Она, по его выражению, "не очень-то придерживалась форм и обрядов", и поэтому писала ему с прямотой и резкостью. Смысл ее строк совершенно ясен: своих чувств ей нечего было стыдиться, потому что она считала их высокими, красивыми, даже грандиозными, но она не могла принять его отношения к ней, как к любовнице.
Достоевский, конечно, многое понимал или подозревал. Правда, в Аполлинарии была та же скрытность, что и в нем самом. До конца объясниться было для них невозможно. Вначале он не вполне оценил ее сложность, и всё хвалил ее характер, ум, независимость и требовательность к людям. Впоследствии он несколько изменил и дополнил это свое суждение - по новому увидал он свою подругу.
Возможно, что в первые недели связи он не придавал ей того значения, которое она затем приобрела. Приключение выросло в настоящую страсть. Весною 1863 он уже был так увлечен Аполлинарией, что не мог дня провести без нее. Она вошла в его существование, она стала ему дорога и физически, и эмоционально, и душевно. Она была всем, что красило его жизнь вне дома. А дома его ждали чахоточная жена, уединение кабинета, и никакой радости или отвлечения. Аполлинария и была радостью, волнением, смыслом этих дней и ночей. Он жил теперь двойным существованием, в {134} двух друг на друга непохожих мирах. Как он справлялся с этой двойственностью, насколько мучился от лжи и вынужденного обмана Марьи Димитриевны? Никаких сведений о внутреннем состоянии Достоевского в 1862-3 гг. у нас нет, и о нем можно лишь догадываться. Любовь его к Аполлинарии, во всяком случае, не была секретом для его братьев: он и говорил, и писал им о ней, и встречался с сестрами Сусловыми на квартире у Михаила. Последний покровительствовал связи брата: он не любил Марьи Димитриевны и всегда считал брак с ней ошибкой. Возможно, что в Аполлинарии он видел будущую жену брата.
Весною 1863 года, когда в болезни Марьи Димитриевны произошел опасный поворот к худшему и ее пришлось перевезти во Владимир, Достоевский и Аполлинария окончательно решили поехать летом заграницу. В Европе, по крайней мере, можно было освободиться от унижений тайной связи и пожить вдвоем на свободе, не таясь.
Но 25 мая 1863 года журнал Достоевского "Время" был закрыт по распоряжению властей, почему-то увидавших опасную крамолу в одной из славянофильских статей на текущие темы, и на главного редактора пали все томительные хлопоты и переговоры по этому делу.
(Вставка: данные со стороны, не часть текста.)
//! Connection settings.
//!
//! Settings are plain serde structs. The crate never reads files or the
//! environment itself; a loader hands over YAML or JSON text (or builds the
//! struct directly) and [`ConnectionSettings::validate`] reports every
//! out-of-range field at once.
//!
//! ```
//! use voltage_slmp::config::{ConnectionSettings, TransportKind};
//!
//! let settings = ConnectionSettings::from_yaml_str(
//!     "port: 1025\ntransport: Tcp\nversion: 3E\nreceive_timeout: 2000\n",
//! )
//! .unwrap();
//! assert_eq!(settings.port, 1025);
//! assert_eq!(settings.transport, TransportKind::Tcp);
//! assert_eq!(settings.receive_timeout.as_millis(), 2000);
//! ```

use std::fmt;
use std::time::Duration;

use serde::{Deserialize, Serialize};

use crate::continuity::{ContinuitySettings, ErrorHandlingMode, RetrySettings};
use crate::device::DeviceRanges;
use crate::error::{SlmpError, SlmpResult};
use crate::protocol::FrameVersion;
use crate::utils::serde_millis;

/// Default SLMP port
pub const DEFAULT_PORT: u16 = 5000;

/// Upper bound of `max_concurrent_requests`
pub const MAX_CONCURRENT_LIMIT: usize = 32;

/// Transport used to reach the PLC
#[derive(Debug, Clone, Copy, PartialEq, Eq, Hash, Serialize, Deserialize)]
pub enum TransportKind {
    Tcp,
    Udp,
}

impl fmt::Display for TransportKind {
    fn fmt(&self, f: &mut fmt::Formatter<'_>) -> fmt::Result {
        match self {
            TransportKind::Tcp => f.write_str("TCP"),
            TransportKind::Udp => f.write_str("UDP"),
        }
    }
}

/// Connection settings for one PLC
#[derive(Debug, Clone, PartialEq, Serialize, Deserialize)]
#[serde(default)]
pub struct ConnectionSettings {
    pub port: u16,
    pub transport: TransportKind,
    /// Binary framing; ASCII framing is not supported
    pub binary: bool,
    pub version: FrameVersion,
    pub pipelining: bool,
    pub max_concurrent_requests: usize,
    #[serde(with = "serde_millis")]
    pub connect_timeout: Duration,
    #[serde(with = "serde_millis")]
    pub receive_timeout: Duration,
    /// Split oversized bit/word requests into several frames instead of rejecting them
    pub auto_chunk: bool,
    pub device_ranges: DeviceRanges,
    pub continuity: ContinuitySettings,
    pub retry: RetrySettings,
}

impl Default for ConnectionSettings {
    fn default() -> Self {
        Self {
            port: DEFAULT_PORT,
            transport: TransportKind::Udp,
            binary: true,
            version: FrameVersion::E4,
            pipelining: true,
            max_concurrent_requests: 4,
            connect_timeout: Duration::from_secs(5),
            receive_timeout: Duration::from_secs(1),
            auto_chunk: false,
            device_ranges: DeviceRanges::default(),
            continuity: ContinuitySettings::default(),
            retry: RetrySettings::default(),
        }
    }
}

impl ConnectionSettings {
    /// Persistent TCP with pipelining
    pub fn tcp_recommended() -> Self {
        Self {
            transport: TransportKind::Tcp,
            pipelining: true,
            max_concurrent_requests: 8,
            receive_timeout: Duration::from_secs(3),
            connect_timeout: Duration::from_secs(10),
            ..Self::default()
        }
    }

    /// Serialized UDP that keeps running through failures
    pub fn udp_recommended() -> Self {
        Self {
            transport: TransportKind::Udp,
            pipelining: false,
            max_concurrent_requests: 1,
            receive_timeout: Duration::from_secs(1),
            connect_timeout: Duration::from_secs(5),
            continuity: ContinuitySettings::operation_first(),
            ..Self::default()
        }
    }

    /// Short timeouts and quick retries for production lines
    pub fn operation_first() -> Self {
        Self {
            transport: TransportKind::Udp,
            pipelining: false,
            max_concurrent_requests: 1,
            receive_timeout: Duration::from_millis(800),
            connect_timeout: Duration::from_secs(3),
            retry: RetrySettings {
                max_retry_count: 2,
                initial_delay: Duration::from_millis(50),
                backoff_multiplier: 1.5,
                ..RetrySettings::default()
            },
            continuity: ContinuitySettings {
                max_notification_frequency_seconds: 120,
                ..ContinuitySettings::operation_first()
            },
            ..Self::default()
        }
    }

    /// Wide pipelining over TCP with 4E frames
    pub fn high_performance() -> Self {
        Self {
            binary: true,
            version: FrameVersion::E4,
            transport: TransportKind::Tcp,
            pipelining: true,
            max_concurrent_requests: 16,
            receive_timeout: Duration::from_millis(500),
            connect_timeout: Duration::from_secs(5),
            ..Self::default()
        }
    }

    pub fn with_port(mut self, port: u16) -> Self {
        self.port = port;
        self
    }

    pub fn with_transport(mut self, transport: TransportKind) -> Self {
        self.transport = transport;
        self
    }

    pub fn with_version(mut self, version: FrameVersion) -> Self {
        self.version = version;
        self
    }

    pub fn with_mode(mut self, mode: ErrorHandlingMode) -> Self {
        self.continuity.mode = mode;
        self
    }

    pub fn with_receive_timeout(mut self, timeout: Duration) -> Self {
        self.receive_timeout = timeout;
        self
    }

    /// In-flight request limit actually applied by the connection manager
    pub fn effective_concurrency(&self) -> usize {
        if self.pipelining {
            self.max_concurrent_requests.clamp(1, MAX_CONCURRENT_LIMIT)
        } else {
            1
        }
    }

    /// Check every field, reporting all problems in one error
    pub fn validate(&self) -> SlmpResult<()> {
        let mut problems = Vec::new();
        if self.port == 0 {
            problems.push("port must be 1-65535".to_string());
        }
        if !self.binary {
            problems.push("ASCII framing is not supported; set binary: true".to_string());
        }
        if !(1..=MAX_CONCURRENT_LIMIT).contains(&self.max_concurrent_requests) {
            problems.push(format!(
                "max_concurrent_requests must be 1-{}, got {}",
                MAX_CONCURRENT_LIMIT, self.max_concurrent_requests
            ));
        }
        if self.receive_timeout.is_zero() || self.receive_timeout > Duration::from_secs(600) {
            problems.push(format!(
                "receive_timeout must be positive and at most 10 minutes, got {:?}",
                self.receive_timeout
            ));
        }
        if self.connect_timeout.is_zero() || self.connect_timeout > Duration::from_secs(300) {
            problems.push(format!(
                "connect_timeout must be positive and at most 5 minutes, got {:?}",
                self.connect_timeout
            ));
        }
        problems.extend(self.retry.violations());
        problems.extend(self.continuity.violations());

        if problems.is_empty() {
            Ok(())
        } else {
            Err(SlmpError::configuration(problems.join("; ")))
        }
    }

    /// Parse and validate YAML settings
    pub fn from_yaml_str(text: &str) -> SlmpResult<Self> {
        let settings: Self = serde_yaml::from_str(text)?;
        settings.validate()?;
        Ok(settings)
    }

    /// Parse and validate JSON settings
    pub fn from_json_str(text: &str) -> SlmpResult<Self> {
        let settings: Self = serde_json::from_str(text)?;
        settings.validate()?;
        Ok(settings)
    }
}

impl fmt::Display for ConnectionSettings {
    fn fmt(&self, f: &mut fmt::Formatter<'_>) -> fmt::Result {
        write!(
            f,
            "ConnectionSettings(port: {}, {}, {}, {}, rx timeout: {}ms, connect timeout: {}ms, max requests: {}, pipelining: {})",
            self.port,
            if self.binary { "Binary" } else { "ASCII" },
            self.version,
            self.transport,
            self.receive_timeout.as_millis(),
            self.connect_timeout.as_millis(),
            self.max_concurrent_requests,
            self.pipelining
        )
    }
}

#[cfg(test)]
mod tests {
    use super::*;
    use crate::continuity::NotificationLevel;
    use crate::device::DeviceCode;

    #[test]
    fn test_defaults() {
        let settings = ConnectionSettings::default();
        assert_eq!(settings.port, 5000);
        assert_eq!(settings.transport, TransportKind::Udp);
        assert_eq!(settings.version, FrameVersion::E4);
        assert_eq!(settings.effective_concurrency(), 4);
        assert_eq!(settings.continuity.mode, ErrorHandlingMode::ReturnDefaultAndContinue);
        assert_eq!(settings.continuity.notification_level, NotificationLevel::Warning);
        assert!(settings.validate().is_ok());
    }

    #[test]
    fn test_presets_are_valid() {
        for settings in [
            ConnectionSettings::tcp_recommended(),
            ConnectionSettings::udp_recommended(),
            ConnectionSettings::operation_first(),
            ConnectionSettings::high_performance(),
        ] {
            assert!(settings.validate().is_ok(), "{}", settings);
        }
        assert_eq!(ConnectionSettings::udp_recommended().effective_concurrency(), 1);
        assert_eq!(ConnectionSettings::high_performance().effective_concurrency(), 16);
    }

    #[test]
    fn test_validate_reports_all_problems() {
        let settings = ConnectionSettings {
            port: 0,
            binary: false,
            max_concurrent_requests: 33,
            receive_timeout: Duration::ZERO,
            ..ConnectionSettings::default()
        };
        let message = settings.validate().unwrap_err().to_string();
        assert!(message.contains("port"));
        assert!(message.contains("ASCII"));
        assert!(message.contains("max_concurrent_requests"));
        assert!(message.contains("receive_timeout"));
    }

    #[test]
    fn test_parse_yaml_with_nested_sections() {
        let yaml = r#"
transport: Tcp
pipelining: false
device_ranges:
  D: 12287
continuity:
  mode: RetryThenDefault
  default_word_value: 7
retry:
  max_retry_count: 5
  initial_delay: 250
"#;
        let settings = ConnectionSettings::from_yaml_str(yaml).unwrap();
        assert_eq!(settings.effective_concurrency(), 1);
        assert_eq!(settings.device_ranges.max_address(DeviceCode::D), 12287);
        assert_eq!(settings.continuity.mode, ErrorHandlingMode::RetryThenDefault);
        assert_eq!(settings.continuity.default_word_value, 7);
        assert_eq!(settings.retry.initial_delay, Duration::from_millis(250));
        assert_eq!(settings.retry.max_delay, Duration::from_secs(5));
    }

    #[test]
    fn test_parse_json_and_reject_invalid() {
        let settings = ConnectionSettings::from_json_str(r#"{"port": 1280, "version": "3E"}"#).unwrap();
        assert_eq!(settings.port, 1280);
        assert_eq!(settings.version, FrameVersion::E3);

        let err = ConnectionSettings::from_json_str(r#"{"retry": {"max_retry_count": 20}}"#).unwrap_err();
        assert!(matches!(err, SlmpError::Configuration { .. }));

        let err = ConnectionSettings::from_json_str("{not json").unwrap_err();
        assert!(matches!(err, SlmpError::Configuration { .. }));
    }
}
Аполлинария уехала одна, он должен был последовать за ней, но не мог выбраться до августа. Уже один тот факт, что она покинула Петербург, не дождавшись его, показывает на трещину, если не на кризис, в их отношениях.
Ее отъезд походил на бегство. Она предчувствовала или надеялась, что в Париже, куда уносил ее поезд, начнется новый период ее жизни. Достоевский вряд ли сознавал это: для него разлука с Аполлинарией была лишь временным перерывом.